Dataset excerpts:
========================================================================

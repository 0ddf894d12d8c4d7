// Match simulation: two lineups and a seed in, a final score and goal timeline out.
//
// Everything here is a pure function of its inputs. The only randomness is the
// seeded Mulberry32 stream, and draws happen in a fixed order so a seed always
// replays the same match.

use std::collections::HashSet;
use std::time::Duration;

use chrono::{DateTime, Utc};
use serde::{Deserialize, Serialize};

use crate::cards::{Card, Position};
use crate::elo;
use crate::squad::Lineup;

/// Hard cap on goals per side.
pub const MAX_GOALS: u32 = 8;

/// Minutes at which a progressive reveal emits a snapshot.
pub const CHECKPOINTS: [u8; 7] = [0, 15, 30, 45, 60, 75, 90];

const BASE_LAMBDA: f64 = 1.18;
const LAMBDA_MIN: f64 = 0.25;
const LAMBDA_MAX: f64 = 3.9;
const JITTER_MIN: f64 = 0.88;
const JITTER_SPAN: f64 = 0.30;
const UPSET_GAP: f64 = 6.0;
const UPSET_CHANCE: f64 = 0.28;
const UPSET_BOOST_SPAN: f64 = 0.38;
const FIRST_HALF_CHANCE: f64 = 0.46;
const MINUTE_RETRIES: usize = 30;
const ASSIST_CHANCE: f64 = 0.62;

const FNV_OFFSET_BASIS: u32 = 0x811c_9dc5;
const FNV_PRIME: u32 = 0x0100_0193;

/// 32-bit FNV-1a over the UTF-8 bytes of `input`.
pub fn fnv1a_32(input: &str) -> u32 {
    input.bytes().fold(FNV_OFFSET_BASIS, |hash, byte| {
        (hash ^ byte as u32).wrapping_mul(FNV_PRIME)
    })
}

/// Seed for a real match: wall-clock time, scope, both players, and mode.
pub fn derive_seed(now: DateTime<Utc>, scope: &str, home: &str, away: &str, mode: &str) -> u32 {
    fnv1a_32(&format!(
        "{}:{scope}:{home}:{away}:{mode}",
        now.timestamp_millis()
    ))
}

/// Mulberry32 PRNG.
#[derive(Debug, Clone)]
pub struct Mulberry32 {
    state: u32,
}

impl Mulberry32 {
    pub fn new(seed: u32) -> Self {
        Self { state: seed }
    }

    /// Uniform float in [0, 1).
    pub fn next_f64(&mut self) -> f64 {
        self.state = self.state.wrapping_add(0x6D2B_79F5);
        let mut t = self.state;
        t = (t ^ (t >> 15)).wrapping_mul(t | 1);
        t ^= t.wrapping_add((t ^ (t >> 7)).wrapping_mul(t | 61));
        (t ^ (t >> 14)) as f64 / 4_294_967_296.0
    }

    /// Uniform float in [min, min + span).
    pub fn uniform(&mut self, min: f64, span: f64) -> f64 {
        min + self.next_f64() * span
    }

    /// Uniform integer in [low, high].
    pub fn int_inclusive(&mut self, low: u8, high: u8) -> u8 {
        let span = (high - low) as f64 + 1.0;
        low + (self.next_f64() * span) as u8
    }
}

#[derive(Debug, Clone, Copy, PartialEq, Eq, Hash, Serialize, Deserialize)]
#[serde(rename_all = "lowercase")]
pub enum Side {
    Home,
    Away,
}

#[derive(Debug, Clone, Copy, PartialEq, Eq, Serialize, Deserialize)]
#[serde(rename_all = "lowercase")]
pub enum MatchOutcome {
    Home,
    Away,
    Draw,
}

impl MatchOutcome {
    /// Result from the home player's perspective.
    pub fn for_home(self) -> elo::Outcome {
        match self {
            MatchOutcome::Home => elo::Outcome::Win,
            MatchOutcome::Away => elo::Outcome::Loss,
            MatchOutcome::Draw => elo::Outcome::Draw,
        }
    }
}

#[derive(Debug, Clone, Copy, PartialEq, Eq, Serialize, Deserialize)]
pub struct Score {
    pub home: u32,
    pub away: u32,
}

#[derive(Debug, Clone, PartialEq, Serialize, Deserialize)]
pub struct GoalEvent {
    pub minute: u8,
    pub side: Side,
    pub scorer: String,
    pub assist: Option<String>,
}

#[derive(Debug, Clone, Copy, PartialEq, Serialize, Deserialize)]
pub struct TeamRatings {
    pub overall: f64,
    pub attack: f64,
    pub midfield: f64,
    pub defense: f64,
}

fn attack_value(c: &Card) -> f64 {
    let s = &c.stats;
    0.42 * s.sho as f64 + 0.18 * s.pac as f64 + 0.22 * s.dri as f64 + 0.18 * s.pas as f64
}

fn defense_value(c: &Card) -> f64 {
    let s = &c.stats;
    0.52 * s.def as f64 + 0.26 * s.phy as f64 + 0.12 * s.pas as f64 + 0.10 * s.pac as f64
}

fn midfield_value(c: &Card) -> f64 {
    let s = &c.stats;
    0.34 * s.pas as f64 + 0.22 * s.dri as f64 + 0.24 * s.def as f64 + 0.20 * s.phy as f64
}

fn scorer_weight(c: &Card) -> f64 {
    let s = &c.stats;
    s.sho as f64 + 0.25 * s.pac as f64 + 0.35 * s.dri as f64
}

fn assist_weight(c: &Card) -> f64 {
    let s = &c.stats;
    s.pas as f64 + 0.25 * s.dri as f64
}

fn mean(values: impl Iterator<Item = f64>) -> f64 {
    let (sum, n) = values.fold((0.0, 0usize), |(sum, n), v| (sum + v, n + 1));
    if n == 0 {
        0.0
    } else {
        sum / n as f64
    }
}

/// Mean of `value` over starters matching `bucket`, or over all starters when none match.
fn bucket_mean(
    starters: &[&Card],
    bucket: fn(&Position) -> bool,
    value: fn(&Card) -> f64,
) -> f64 {
    let in_bucket: Vec<&Card> = starters
        .iter()
        .copied()
        .filter(|c| bucket(&c.canonical_position()))
        .collect();
    let pool = if in_bucket.is_empty() {
        starters
    } else {
        &in_bucket[..]
    };
    mean(pool.iter().map(|c| value(c)))
}

impl TeamRatings {
    pub fn from_starters(starters: &[&Card]) -> Self {
        Self {
            overall: mean(starters.iter().map(|c| c.overall as f64)),
            attack: bucket_mean(starters, Position::is_attacking, attack_value),
            midfield: mean(starters.iter().map(|c| midfield_value(c))),
            defense: bucket_mean(starters, Position::is_defensive, defense_value),
        }
    }

    pub fn from_lineup(lineup: &Lineup) -> Self {
        Self::from_starters(&lineup.starters())
    }
}

fn raw_lambda(mine: &TeamRatings, theirs: &TeamRatings) -> f64 {
    BASE_LAMBDA
        + (mine.attack - theirs.defense) / 32.0
        + (mine.overall - theirs.overall) / 55.0
        + (mine.midfield - theirs.midfield) / 60.0
}

/// Expected goals before the upset boost and match jitter are applied.
pub fn expected_goals_base(mine: &TeamRatings, theirs: &TeamRatings) -> f64 {
    raw_lambda(mine, theirs).clamp(LAMBDA_MIN, LAMBDA_MAX)
}

/// Expected goals for one side. Draws from `rng` only when the upset rule is in play.
fn expected_goals(
    mine: &TeamRatings,
    theirs: &TeamRatings,
    jitter: f64,
    rng: &mut Mulberry32,
) -> f64 {
    let mut lambda = raw_lambda(mine, theirs);
    if theirs.overall - mine.overall >= UPSET_GAP && rng.next_f64() < UPSET_CHANCE {
        lambda *= 1.0 + rng.uniform(0.0, UPSET_BOOST_SPAN);
    }
    lambda.clamp(LAMBDA_MIN, LAMBDA_MAX) * jitter
}

/// Knuth's Poisson sampler. The full sample is drawn before clamping to [`MAX_GOALS`],
/// so the number of draws consumed does not depend on the cap.
fn poisson(lambda: f64, rng: &mut Mulberry32) -> u32 {
    let limit = (-lambda).exp();
    let mut product = rng.next_f64();
    let mut count = 0u32;
    while product >= limit {
        count += 1;
        product *= rng.next_f64();
    }
    count.min(MAX_GOALS)
}

fn sample_minute(rng: &mut Mulberry32) -> u8 {
    if rng.next_f64() < FIRST_HALF_CHANCE {
        rng.int_inclusive(3, 45)
    } else {
        rng.int_inclusive(46, 90)
    }
}

fn unique_minute(used: &HashSet<u8>, rng: &mut Mulberry32) -> u8 {
    for _ in 0..=MINUTE_RETRIES {
        let minute = sample_minute(rng);
        if !used.contains(&minute) {
            return minute;
        }
    }
    // At most 2 * MAX_GOALS minutes are ever taken, so a free one always exists.
    (1..=90).find(|m| !used.contains(m)).unwrap_or(90)
}

/// Roulette-wheel pick over non-negative weights; uniform when every weight is zero.
fn weighted_index(weights: &[f64], rng: &mut Mulberry32) -> Option<usize> {
    if weights.is_empty() {
        return None;
    }
    let roll = rng.next_f64();
    let total: f64 = weights.iter().map(|w| w.max(0.0)).sum();
    if total <= 0.0 {
        return Some(((roll * weights.len() as f64) as usize).min(weights.len() - 1));
    }
    let target = roll * total;
    let mut acc = 0.0;
    for (i, w) in weights.iter().enumerate() {
        acc += w.max(0.0);
        if target < acc {
            return Some(i);
        }
    }
    Some(weights.len() - 1)
}

/// Indices of starters in `bucket`, or every starter when none qualify.
fn eligible(starters: &[&Card], bucket: fn(&Position) -> bool, exclude: Option<usize>) -> Vec<usize> {
    let all: Vec<usize> = (0..starters.len()).filter(|&i| Some(i) != exclude).collect();
    let preferred: Vec<usize> = all
        .iter()
        .copied()
        .filter(|&i| bucket(&starters[i].canonical_position()))
        .collect();
    if preferred.is_empty() {
        all
    } else {
        preferred
    }
}

fn goal_event(side: Side, starters: &[&Card], used: &mut HashSet<u8>, rng: &mut Mulberry32) -> GoalEvent {
    let minute = unique_minute(used, rng);
    used.insert(minute);

    let shooters = eligible(starters, Position::is_attacking, None);
    let weights: Vec<f64> = shooters.iter().map(|&i| scorer_weight(starters[i])).collect();
    let scorer_idx = weighted_index(&weights, rng).map(|k| shooters[k]).unwrap_or(0);

    let assist = if rng.next_f64() < ASSIST_CHANCE {
        let passers = eligible(starters, Position::is_playmaking, Some(scorer_idx));
        let weights: Vec<f64> = passers.iter().map(|&i| assist_weight(starters[i])).collect();
        weighted_index(&weights, rng).map(|k| starters[passers[k]].name.clone())
    } else {
        None
    };

    GoalEvent {
        minute,
        side,
        scorer: starters[scorer_idx].name.clone(),
        assist,
    }
}

#[derive(Debug, Clone, Copy, PartialEq, Serialize, Deserialize)]
pub struct ExpectedGoals {
    pub home: f64,
    pub away: f64,
}

/// Outcome of one simulated match. Immutable once produced.
#[derive(Debug, Clone, PartialEq, Serialize, Deserialize)]
pub struct MatchResult {
    pub seed: u32,
    pub home_ratings: TeamRatings,
    pub away_ratings: TeamRatings,
    pub expected_goals: ExpectedGoals,
    pub final_score: Score,
    pub outcome: MatchOutcome,
    /// Sorted ascending by minute; no two goals share a minute.
    pub events: Vec<GoalEvent>,
}

/// Partial view of a match at a given minute.
#[derive(Debug, Clone, PartialEq, Serialize, Deserialize)]
pub struct Snapshot {
    pub minute: u8,
    pub score: Score,
    pub events: Vec<GoalEvent>,
    pub finished: bool,
}

impl MatchResult {
    /// Project the already-simulated timeline up to and including `minute`.
    pub fn snapshot_at(&self, minute: u8) -> Snapshot {
        let events: Vec<GoalEvent> = self
            .events
            .iter()
            .filter(|e| e.minute <= minute)
            .cloned()
            .collect();
        let home = events.iter().filter(|e| e.side == Side::Home).count() as u32;
        Snapshot {
            minute,
            score: Score {
                home,
                away: events.len() as u32 - home,
            },
            events,
            finished: minute >= 90,
        }
    }
}

/// Run a match. Identical inputs and seed produce an identical result.
///
/// A side with no filled slots cannot score; its goal count is still drawn so the
/// stream position stays the same for the other side.
pub fn simulate(home: &Lineup, away: &Lineup, seed: u32) -> MatchResult {
    let mut rng = Mulberry32::new(seed);
    let home_starters = home.starters();
    let away_starters = away.starters();
    let home_ratings = TeamRatings::from_starters(&home_starters);
    let away_ratings = TeamRatings::from_starters(&away_starters);

    let jitter = rng.uniform(JITTER_MIN, JITTER_SPAN);
    let lambda_home = expected_goals(&home_ratings, &away_ratings, jitter, &mut rng);
    let lambda_away = expected_goals(&away_ratings, &home_ratings, jitter, &mut rng);

    let mut home_goals = poisson(lambda_home, &mut rng);
    let mut away_goals = poisson(lambda_away, &mut rng);
    if home_starters.is_empty() {
        home_goals = 0;
    }
    if away_starters.is_empty() {
        away_goals = 0;
    }

    let mut used = HashSet::new();
    let mut events = Vec::with_capacity((home_goals + away_goals) as usize);
    for _ in 0..home_goals {
        events.push(goal_event(Side::Home, &home_starters, &mut used, &mut rng));
    }
    for _ in 0..away_goals {
        events.push(goal_event(Side::Away, &away_starters, &mut used, &mut rng));
    }
    events.sort_by_key(|e| e.minute);

    let outcome = match home_goals.cmp(&away_goals) {
        std::cmp::Ordering::Greater => MatchOutcome::Home,
        std::cmp::Ordering::Less => MatchOutcome::Away,
        std::cmp::Ordering::Equal => MatchOutcome::Draw,
    };

    MatchResult {
        seed,
        home_ratings,
        away_ratings,
        expected_goals: ExpectedGoals {
            home: lambda_home,
            away: lambda_away,
        },
        final_score: Score {
            home: home_goals,
            away: away_goals,
        },
        outcome,
        events,
    }
}

/// Emit a snapshot at every checkpoint, pausing `pace` between them.
///
/// Dropping the returned future stops the reveal; the result itself is untouched.
pub async fn reveal<F>(result: &MatchResult, pace: Duration, mut emit: F)
where
    F: FnMut(Snapshot),
{
    for (i, &checkpoint) in CHECKPOINTS.iter().enumerate() {
        if i > 0 {
            tokio::time::sleep(pace).await;
        }
        emit(result.snapshot_at(checkpoint));
    }
}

========================================================================

_Task to carry out_
Beginning at the line with "theirs.midfield) / 60.0" and ending at the line with "if total <= 0.0", reproduce each line of the data above exactly, and add no other lines.

_Result of this task_
        + (mine.midfield - theirs.midfield) / 60.0
}

/// Expected goals before the upset boost and match jitter are applied.
pub fn expected_goals_base(mine: &TeamRatings, theirs: &TeamRatings) -> f64 {
    raw_lambda(mine, theirs).clamp(LAMBDA_MIN, LAMBDA_MAX)
}

/// Expected goals for one side. Draws from `rng` only when the upset rule is in play.
fn expected_goals(
    mine: &TeamRatings,
    theirs: &TeamRatings,
    jitter: f64,
    rng: &mut Mulberry32,
) -> f64 {
    let mut lambda = raw_lambda(mine, theirs);
    if theirs.overall - mine.overall >= UPSET_GAP && rng.next_f64() < UPSET_CHANCE {
        lambda *= 1.0 + rng.uniform(0.0, UPSET_BOOST_SPAN);
    }
    lambda.clamp(LAMBDA_MIN, LAMBDA_MAX) * jitter
}

/// Knuth's Poisson sampler. The full sample is drawn before clamping to [`MAX_GOALS`],
/// so the number of draws consumed does not depend on the cap.
fn poisson(lambda: f64, rng: &mut Mulberry32) -> u32 {
    let limit = (-lambda).exp();
    let mut product = rng.next_f64();
    let mut count = 0u32;
    while product >= limit {
        count += 1;
        product *= rng.next_f64();
    }
    count.min(MAX_GOALS)
}

fn sample_minute(rng: &mut Mulberry32) -> u8 {
    if rng.next_f64() < FIRST_HALF_CHANCE {
        rng.int_inclusive(3, 45)
    } else {
        rng.int_inclusive(46, 90)
    }
}

fn unique_minute(used: &HashSet<u8>, rng: &mut Mulberry32) -> u8 {
    for _ in 0..=MINUTE_RETRIES {
        let minute = sample_minute(rng);
        if !used.contains(&minute) {
            return minute;
        }
    }
    // At most 2 * MAX_GOALS minutes are ever taken, so a free one always exists.
    (1..=90).find(|m| !used.contains(m)).unwrap_or(90)
}

/// Roulette-wheel pick over non-negative weights; uniform when every weight is zero.
fn weighted_index(weights: &[f64], rng: &mut Mulberry32) -> Option<usize> {
    if weights.is_empty() {
        return None;
    }
    let roll = rng.next_f64();
    let total: f64 = weights.iter().map(|w| w.max(0.0)).sum();
    if total <= 0.0 {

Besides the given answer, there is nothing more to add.